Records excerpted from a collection
........

//! Test doubles for the checkout environment.

use crate::client::OrderApiError;
use crate::environment::{ApiFuture, HostedCheckout, OrderApi, WidgetFuture};
use crate::types::{CheckoutOptions, VerificationStatus, WidgetOutcome, CURRENCY};
use openroot_razorpay::{KeySecret, Order, PaymentCallback};
use serde_json::Map;
use std::sync::{Arc, Mutex, PoisonError};

#[derive(Debug, Clone)]
enum CreateBehaviour {
    Succeed { order_id: String },
    Fail { message: String },
}

#[derive(Debug, Clone)]
enum VerifyBehaviour {
    Answer(VerificationStatus),
    Fail { message: String },
}

#[derive(Debug)]
struct ApiState {
    create: CreateBehaviour,
    verify: VerifyBehaviour,
    created_amounts: Vec<u64>,
    verifications: Vec<PaymentCallback>,
}

/// Order service fake
///
/// Succeeds by default: orders get id `order_mock_1` and every verification
/// reports success. Clones share the same recording.
#[derive(Debug, Clone)]
pub struct MockOrderApi {
    state: Arc<Mutex<ApiState>>,
}

impl MockOrderApi {
    /// Fake that mints `order_mock_1` and accepts every payment
    #[must_use]
    pub fn new() -> Self {
        Self::with_order_id("order_mock_1")
    }

    /// Fake that mints orders with the given id
    #[must_use]
    pub fn with_order_id(order_id: impl Into<String>) -> Self {
        Self::with(
            CreateBehaviour::Succeed {
                order_id: order_id.into(),
            },
            VerifyBehaviour::Answer(VerificationStatus::Success),
        )
    }

    /// Fake whose order creation always fails
    #[must_use]
    pub fn failing_orders(message: impl Into<String>) -> Self {
        Self::with(
            CreateBehaviour::Fail {
                message: message.into(),
            },
            VerifyBehaviour::Answer(VerificationStatus::Success),
        )
    }

    /// Fake that mints orders but reports every verification as failed
    #[must_use]
    pub fn rejecting_payments() -> Self {
        Self::new().verifying_with(VerifyBehaviour::Answer(VerificationStatus::Failed))
    }

    /// Fake whose verification requests fail in transport
    #[must_use]
    pub fn failing_verification(message: impl Into<String>) -> Self {
        Self::new().verifying_with(VerifyBehaviour::Fail {
            message: message.into(),
        })
    }

    fn with(create: CreateBehaviour, verify: VerifyBehaviour) -> Self {
        Self {
            state: Arc::new(Mutex::new(ApiState {
                create,
                verify,
                created_amounts: Vec::new(),
                verifications: Vec::new(),
            })),
        }
    }

    fn verifying_with(self, verify: VerifyBehaviour) -> Self {
        self.lock().verify = verify;
        self
    }

    fn lock(&self) -> std::sync::MutexGuard<'_, ApiState> {
        self.state.lock().unwrap_or_else(PoisonError::into_inner)
    }

    /// Rupee amounts of every order request so far
    #[must_use]
    pub fn created_amounts(&self) -> Vec<u64> {
        self.lock().created_amounts.clone()
    }

    /// Every verification request so far
    #[must_use]
    pub fn verifications(&self) -> Vec<PaymentCallback> {
        self.lock().verifications.clone()
    }
}

impl Default for MockOrderApi {
    fn default() -> Self {
        Self::new()
    }
}

impl OrderApi for MockOrderApi {
    fn create_order(&self, amount: u64) -> ApiFuture<Order> {
        let behaviour = {
            let mut state = self.lock();
            state.created_amounts.push(amount);
            state.create.clone()
        };

        Box::pin(async move {
            match behaviour {
                CreateBehaviour::Succeed { order_id } => Ok(Order {
                    id: order_id,
                    amount: amount * 100,
                    currency: CURRENCY.to_string(),
                    extra: Map::new(),
                }),
                CreateBehaviour::Fail { message } => Err(OrderApiError::Server {
                    status: 500,
                    message,
                }),
            }
        })
    }

    fn verify_payment(&self, callback: PaymentCallback) -> ApiFuture<VerificationStatus> {
        let behaviour = {
            let mut state = self.lock();
            state.verifications.push(callback);
            state.verify.clone()
        };

        Box::pin(async move {
            match behaviour {
                VerifyBehaviour::Answer(status) => Ok(status),
                VerifyBehaviour::Fail { message } => Err(OrderApiError::InvalidResponse(message)),
            }
        })
    }
}

#[derive(Debug, Clone)]
enum WidgetBehaviour {
    /// Sign the callback with the merchant secret, as the gateway would
    Sign { payment_id: String, secret: KeySecret },
    /// Return a fixed signature
    Fixed { payment_id: String, signature: String },
    Dismiss,
    /// Never close
    Hang,
}

#[derive(Debug)]
struct WidgetState {
    behaviour: WidgetBehaviour,
    opened: Vec<CheckoutOptions>,
}

/// Hosted checkout fake
///
/// Records the options of every opening. Clones share the same recording.
#[derive(Debug, Clone)]
pub struct MockHostedCheckout {
    state: Arc<Mutex<WidgetState>>,
}

impl MockHostedCheckout {
    /// Widget that completes payment `payment_id` with a genuine signature
    #[must_use]
    pub fn authorizing(payment_id: impl Into<String>, secret: KeySecret) -> Self {
        Self::with(WidgetBehaviour::Sign {
            payment_id: payment_id.into(),
            secret,
        })
    }

    /// Widget that completes payment `payment_id` with the given signature
    #[must_use]
    pub fn with_signature(payment_id: impl Into<String>, signature: impl Into<String>) -> Self {
        Self::with(WidgetBehaviour::Fixed {
            payment_id: payment_id.into(),
            signature: signature.into(),
        })
    }

    /// Widget the buyer closes without paying
    #[must_use]
    pub fn dismissing() -> Self {
        Self::with(WidgetBehaviour::Dismiss)
    }

    /// Widget that stays open forever
    #[must_use]
    pub fn hanging() -> Self {
        Self::with(WidgetBehaviour::Hang)
    }

    fn with(behaviour: WidgetBehaviour) -> Self {
        Self {
            state: Arc::new(Mutex::new(WidgetState {
                behaviour,
                opened: Vec::new(),
            })),
        }
    }

    /// Options of every opening so far
    #[must_use]
    pub fn opened(&self) -> Vec<CheckoutOptions> {
        self.state
            .lock()
            .unwrap_or_else(PoisonError::into_inner)
            .opened
            .clone()
    }
}

impl HostedCheckout for MockHostedCheckout {
    fn open(&self, options: CheckoutOptions) -> WidgetFuture {
        let behaviour = {
            let mut state = self.state.lock().unwrap_or_else(PoisonError::into_inner);
            state.opened.push(options.clone());
            state.behaviour.clone()
        };

        Box::pin(async move {
            let (payment_id, signature) = match behaviour {
                WidgetBehaviour::Sign { payment_id, secret } => {
                    let signature = secret
                        .sign(&options.order_id, &payment_id)
                        .unwrap_or_default();
                    (payment_id, signature)
                },
                WidgetBehaviour::Fixed {
                    payment_id,
                    signature,
                } => (payment_id, signature),
                WidgetBehaviour::Dismiss => return WidgetOutcome::Dismissed,
                WidgetBehaviour::Hang => std::future::pending().await,
            };

            WidgetOutcome::Authorized(PaymentCallback {
                razorpay_order_id: options.order_id,
                razorpay_payment_id: payment_id,
                razorpay_signature: signature,
            })
        })
    }
}
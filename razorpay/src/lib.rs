//! # Razorpay Orders Client
//!
//! The slice of the Razorpay API the Openroot backend needs: minting orders
//! and checking the signature the hosted checkout attaches to a completed
//! payment.
//!
//! ## Example
//!
//! ```no_run
//! use openroot_razorpay::{CreateOrderRequest, KeySecret, RazorpayClient};
//! use std::time::Duration;
//!
//! #[tokio::main]
//! async fn main() -> Result<(), Box<dyn std::error::Error>> {
//!     let client = RazorpayClient::new(
//!         "rzp_test_key",
//!         KeySecret::new("secret"),
//!         openroot_razorpay::DEFAULT_API_URL,
//!         Duration::from_secs(10),
//!     )?;
//!
//!     let order = client
//!         .create_order(&CreateOrderRequest::new(176_900, "INR", "openroot_1735689600000"))
//!         .await?;
//!     println!("created {}", order.id);
//!     Ok(())
//! }
//! ```

pub mod client;
pub mod error;
pub mod gateway;
pub mod signature;
pub mod types;

// Re-export main types for convenience
pub use client::{RazorpayClient, DEFAULT_API_URL};
pub use error::RazorpayError;
pub use gateway::{GatewayFuture, OrderGateway};
pub use signature::{KeySecret, SignatureError};
pub use types::{CreateOrderRequest, Order, PaymentCallback, DEFAULT_CURRENCY};
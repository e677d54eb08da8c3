//! Domain types for the course checkout.
//!
//! The checkout moves through four screens:
//! `List → Details → Paying → Unlocked`, falling back to `Details` with a
//! [`Notice`] whenever order creation, payment or verification fails.

use openroot_razorpay::{Order, PaymentCallback};
use serde::{Deserialize, Serialize};
use std::fmt;

/// Currency every course is priced in
pub const CURRENCY: &str = "INR";

/// Identifier of a catalog course
#[derive(Clone, Copy, Debug, PartialEq, Eq, Hash, Serialize, Deserialize)]
pub struct CourseId(u32);

impl CourseId {
    /// Creates a new `CourseId`
    #[must_use]
    pub const fn new(id: u32) -> Self {
        Self(id)
    }

    /// Returns the inner value
    #[must_use]
    pub const fn value(self) -> u32 {
        self.0
    }
}

impl fmt::Display for CourseId {
    fn fmt(&self, f: &mut fmt::Formatter<'_>) -> fmt::Result {
        write!(f, "{}", self.0)
    }
}

/// Money in integer minor units (paise)
#[derive(Clone, Copy, Debug, PartialEq, Eq, PartialOrd, Ord, Serialize, Deserialize)]
pub struct Money(u64);

impl Money {
    /// Creates money from minor units
    #[must_use]
    pub const fn from_minor(minor: u64) -> Self {
        Self(minor)
    }

    /// Creates money from whole rupees
    #[must_use]
    pub const fn from_major(major: u64) -> Self {
        Self(major * 100)
    }

    /// Amount in minor units
    #[must_use]
    pub const fn minor(self) -> u64 {
        self.0
    }

    /// Whole rupees, truncating any paise
    #[must_use]
    pub const fn major(self) -> u64 {
        self.0 / 100
    }
}

impl fmt::Display for Money {
    fn fmt(&self, f: &mut fmt::Formatter<'_>) -> fmt::Result {
        write!(f, "{} {CURRENCY}", self.major())
    }
}

/// A read-only catalog entry
#[derive(Clone, Debug, PartialEq, Eq, Serialize, Deserialize)]
pub struct Course {
    /// Course identifier
    pub id: CourseId,
    /// Display name, also used as the payment description
    pub name: String,
    /// Price
    pub price: Money,
    /// Duration label, e.g. `4 Months • 16 Classes`
    pub duration_label: String,
    /// Topics covered
    pub highlights: Vec<String>,
    /// Content revealed once the course is paid for (e.g. a group-invite QR)
    #[serde(default, skip_serializing_if = "Option::is_none")]
    pub unlock_asset: Option<String>,
}

impl Course {
    /// Creates a course
    #[must_use]
    pub fn new(
        id: CourseId,
        name: impl Into<String>,
        price: Money,
        duration_label: impl Into<String>,
        highlights: &[&str],
    ) -> Self {
        Self {
            id,
            name: name.into(),
            price,
            duration_label: duration_label.into(),
            highlights: highlights.iter().map(ToString::to_string).collect(),
            unlock_asset: None,
        }
    }

    /// Sets the content revealed on unlock
    #[must_use]
    pub fn with_unlock_asset(mut self, asset: impl Into<String>) -> Self {
        self.unlock_asset = Some(asset.into());
        self
    }
}

/// The set of courses on sale
#[derive(Clone, Debug, Default, PartialEq, Eq)]
pub struct Catalog {
    courses: Vec<Course>,
}

impl Catalog {
    /// Creates a catalog from the given courses
    #[must_use]
    pub const fn new(courses: Vec<Course>) -> Self {
        Self { courses }
    }

    /// The courses Openroot Classes currently sells
    #[must_use]
    pub fn builtin() -> Self {
        Self::new(vec![
            Course::new(
                CourseId::new(1),
                "Investing & Finance",
                Money::from_major(1769),
                "4 Months • 16 Classes",
                &[
                    "Stock Market From Scratch",
                    "Mutual Funds",
                    "Gold Investments",
                    "Lending Systems",
                    "Smart Fixed Deposits",
                    "Portfolio Building",
                    "AI Systems in Finance",
                ],
            )
            .with_unlock_asset("FinanceQR.png"),
            Course::new(
                CourseId::new(2),
                "Prompt Engineering",
                Money::from_major(1249),
                "2 Months • 8 Classes",
                &[
                    "AI Image Generation",
                    "Text to Video",
                    "Logo Design",
                    "Branding",
                    "Blog Creation",
                    "AI Website Builder",
                    "Resume Builder",
                ],
            )
            .with_unlock_asset("PromptQR.png"),
        ])
    }

    /// Looks up a course by id
    #[must_use]
    pub fn get(&self, id: CourseId) -> Option<&Course> {
        self.courses.iter().find(|course| course.id == id)
    }

    /// All courses, in display order
    #[must_use]
    pub fn courses(&self) -> &[Course] {
        &self.courses
    }
}

/// Progress of a payment attempt while on the `Paying` screen
#[derive(Clone, Debug, PartialEq)]
pub enum PaymentStage {
    /// Waiting for the order service to mint an order
    CreatingOrder,
    /// Hosted checkout is open for this order
    AwaitingPayment {
        /// Order being paid
        order: Order,
    },
    /// Order service is checking the payment signature
    Verifying {
        /// Order being verified
        order: Order,
    },
}

impl PaymentStage {
    /// The order, once created
    #[must_use]
    pub const fn order(&self) -> Option<&Order> {
        match self {
            Self::CreatingOrder => None,
            Self::AwaitingPayment { order } | Self::Verifying { order } => Some(order),
        }
    }
}

/// Checkout screen
#[derive(Clone, Debug, Default, PartialEq)]
pub enum Screen {
    /// Course list
    #[default]
    List,
    /// Details of one course, with the pay button
    Details {
        /// Selected course
        course: Course,
    },
    /// A payment attempt is in flight
    Paying {
        /// Course being bought
        course: Course,
        /// Attempt progress
        stage: PaymentStage,
    },
    /// Payment verified; course content is unlocked
    Unlocked {
        /// Purchased course
        course: Course,
        /// Whether the success celebration is still showing
        celebrating: bool,
    },
}

impl Screen {
    /// Short name for logs
    #[must_use]
    pub const fn name(&self) -> &'static str {
        match self {
            Self::List => "list",
            Self::Details { .. } => "details",
            Self::Paying { .. } => "paying",
            Self::Unlocked { .. } => "unlocked",
        }
    }

    /// The course on screen, if any
    #[must_use]
    pub const fn course(&self) -> Option<&Course> {
        match self {
            Self::List => None,
            Self::Details { course } | Self::Paying { course, .. } | Self::Unlocked { course, .. } => {
                Some(course)
            },
        }
    }
}

/// User-facing message shown after a failed step
#[derive(Clone, Copy, Debug, PartialEq, Eq, Serialize, Deserialize)]
pub enum Notice {
    /// Selected id is not in the catalog
    CourseNotFound,
    /// Order creation failed
    PaymentInitFailed,
    /// Signature verification did not succeed
    PaymentFailed,
    /// Hosted checkout was closed without paying
    PaymentCancelled,
}

impl Notice {
    /// Text shown to the buyer
    #[must_use]
    pub const fn message(self) -> &'static str {
        match self {
            Self::CourseNotFound => "Course not found",
            Self::PaymentInitFailed => "Payment init failed",
            Self::PaymentFailed => "Payment failed",
            Self::PaymentCancelled => "Payment cancelled",
        }
    }
}

impl fmt::Display for Notice {
    fn fmt(&self, f: &mut fmt::Formatter<'_>) -> fmt::Result {
        f.write_str(self.message())
    }
}

/// Checkout state
#[derive(Clone, Debug, Default, PartialEq)]
pub struct CheckoutState {
    /// Current screen
    pub screen: Screen,
    /// Message from the last failed step, cleared on the next transition
    pub notice: Option<Notice>,
}

impl CheckoutState {
    /// Creates a state on the course list
    #[must_use]
    pub fn new() -> Self {
        Self::default()
    }

    /// Whether a payment attempt is in flight (pay button disabled)
    #[must_use]
    pub const fn is_paying(&self) -> bool {
        matches!(self.screen, Screen::Paying { .. })
    }

    /// Whether the selected course has been unlocked
    #[must_use]
    pub const fn is_unlocked(&self) -> bool {
        matches!(self.screen, Screen::Unlocked { .. })
    }

    /// Content to reveal, only once the course on screen is unlocked
    #[must_use]
    pub fn unlocked_asset(&self) -> Option<&str> {
        match &self.screen {
            Screen::Unlocked { course, .. } => course.unlock_asset.as_deref(),
            _ => None,
        }
    }
}

/// Outcome of a signature verification as reported by the order service
#[derive(Clone, Copy, Debug, PartialEq, Eq, Serialize, Deserialize)]
#[serde(rename_all = "lowercase")]
pub enum VerificationStatus {
    /// Signature matched
    Success,
    /// Anything other than success
    Failed,
}

/// Theme passed to the hosted checkout
#[derive(Clone, Debug, PartialEq, Eq, Serialize, Deserialize)]
pub struct Theme {
    /// Accent colour, e.g. `#7c3aed`
    pub color: String,
}

/// Options handed to the gateway's hosted checkout
#[derive(Clone, Debug, PartialEq, Eq, Serialize, Deserialize)]
pub struct CheckoutOptions {
    /// Public key id (never the secret)
    pub key: String,
    /// Amount in minor units, taken from the order
    pub amount: u64,
    /// Currency code
    pub currency: String,
    /// Merchant name
    pub name: String,
    /// Course name
    pub description: String,
    /// Gateway order id
    pub order_id: String,
    /// Widget theme
    pub theme: Theme,
}

/// What the hosted checkout reports back
#[derive(Clone, Debug, PartialEq, Eq)]
pub enum WidgetOutcome {
    /// Buyer paid; the widget produced a signed callback
    Authorized(PaymentCallback),
    /// Widget closed without paying
    Dismissed,
}

/// Checkout actions
///
/// User intents come from the view; the rest are fed back by effects.
#[derive(Clone, Debug, PartialEq)]
pub enum CheckoutAction {
    /// Open the details of a course
    SelectCourse {
        /// Course to show
        course_id: CourseId,
    },
    /// Navigate back one screen
    Back,
    /// Start a payment for the course on screen
    Pay,
    /// Order service minted an order
    OrderCreated {
        /// The gateway order
        order: Order,
    },
    /// Order creation failed
    OrderFailed {
        /// Failure description (logs only)
        reason: String,
    },
    /// Hosted checkout reported a completed payment
    PaymentAuthorized {
        /// Gateway payment id
        payment_id: String,
        /// Callback signature
        signature: String,
    },
    /// Hosted checkout was closed without paying
    CheckoutDismissed,
    /// Order service answered the verification request
    PaymentVerified {
        /// Verification outcome
        status: VerificationStatus,
    },
    /// Verification request could not be completed
    VerificationFailed {
        /// Failure description (logs only)
        reason: String,
    },
    /// Success celebration timer elapsed
    CelebrationFinished,
    /// Clear the current notice
    DismissNotice,
}
//! Health check endpoints.
//!
//! Used by load balancers and uptime monitors to verify the process answers
//! HTTP. No dependency is checked.

use axum::Json;
use serde_json::{json, Value};

/// Liveness probe.
///
/// # Endpoint
///
/// ```text
/// GET /healthz
/// ```
///
/// # Response
///
/// ```json
/// { "status": "OK" }
/// ```
#[allow(clippy::unused_async)]
pub async fn healthz() -> Json<Value> {
    Json(json!({ "status": "OK" }))
}
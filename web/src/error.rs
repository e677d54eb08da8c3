//! Error types for web handlers.
//!
//! Openroot clients read fixed JSON bodies (`{"error": ...}` for order
//! creation, `{"status": ...}` for verification), so an [`AppError`] carries
//! its whole response body rather than a message/code pair.

use axum::{
    http::StatusCode,
    response::{IntoResponse, Response},
    Json,
};
use serde_json::{json, Value};
use std::fmt;

/// Application error type for web handlers.
///
/// # Examples
///
/// ```ignore
/// async fn handler() -> Result<Json<Order>, AppError> {
///     let order = service.create_order(amount).await.map_err(AppError::from)?;
///     Ok(Json(order))
/// }
/// ```
#[derive(Debug)]
pub struct AppError {
    /// HTTP status code
    status: StatusCode,
    /// Error code (for logs)
    code: &'static str,
    /// Response body sent to the client
    body: Value,
    /// Internal error (for logging, not exposed to client)
    source: Option<anyhow::Error>,
}

impl AppError {
    /// Create an error with an explicit response body.
    #[must_use]
    pub const fn new(status: StatusCode, code: &'static str, body: Value) -> Self {
        Self {
            status,
            code,
            body,
            source: None,
        }
    }

    /// Attach the underlying error (logged for 5xx responses, never sent).
    #[must_use]
    pub fn with_source(mut self, source: impl Into<anyhow::Error>) -> Self {
        self.source = Some(source.into());
        self
    }

    /// Create a 400 Bad Request error with body `{"error": message}`.
    #[must_use]
    pub fn bad_request(message: impl Into<String>) -> Self {
        Self::new(
            StatusCode::BAD_REQUEST,
            "BAD_REQUEST",
            json!({ "error": message.into() }),
        )
    }

    /// Create a 500 Internal Server Error with body `{"error": message}`.
    #[must_use]
    pub fn internal(message: impl Into<String>) -> Self {
        Self::new(
            StatusCode::INTERNAL_SERVER_ERROR,
            "INTERNAL_SERVER_ERROR",
            json!({ "error": message.into() }),
        )
    }

    /// HTTP status of the response.
    #[must_use]
    pub const fn status(&self) -> StatusCode {
        self.status
    }

    /// Error code used in logs.
    #[must_use]
    pub const fn code(&self) -> &'static str {
        self.code
    }

    /// JSON body sent to the client.
    #[must_use]
    pub const fn body(&self) -> &Value {
        &self.body
    }
}

impl fmt::Display for AppError {
    fn fmt(&self, f: &mut fmt::Formatter<'_>) -> fmt::Result {
        write!(f, "[{}] {}", self.code, self.body)
    }
}

impl std::error::Error for AppError {
    fn source(&self) -> Option<&(dyn std::error::Error + 'static)> {
        self.source
            .as_ref()
            .map(|e| e.as_ref() as &(dyn std::error::Error + 'static))
    }
}

impl IntoResponse for AppError {
    fn into_response(self) -> Response {
        if self.status.is_server_error() {
            if let Some(source) = &self.source {
                tracing::error!(
                    status = %self.status,
                    code = self.code,
                    error = %source,
                    "Internal server error"
                );
            } else {
                tracing::error!(status = %self.status, code = self.code, "Internal server error");
            }
        } else {
            tracing::debug!(status = %self.status, code = self.code, "Request rejected");
        }

        (self.status, Json(self.body)).into_response()
    }
}

/// Convert `anyhow::Error` to `AppError`.
impl From<anyhow::Error> for AppError {
    fn from(err: anyhow::Error) -> Self {
        Self::internal("An internal error occurred").with_source(err)
    }
}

........

• [INSTRUCTIONS TO FOLLOW] All lines of the records above with the word "enum" in them are to be copied.

• [REPLY]
enum CreateBehaviour {
enum VerifyBehaviour {
enum WidgetBehaviour {
pub enum PaymentStage {
pub enum Screen {
pub enum Notice {
pub enum VerificationStatus {
pub enum WidgetOutcome {
pub enum CheckoutAction {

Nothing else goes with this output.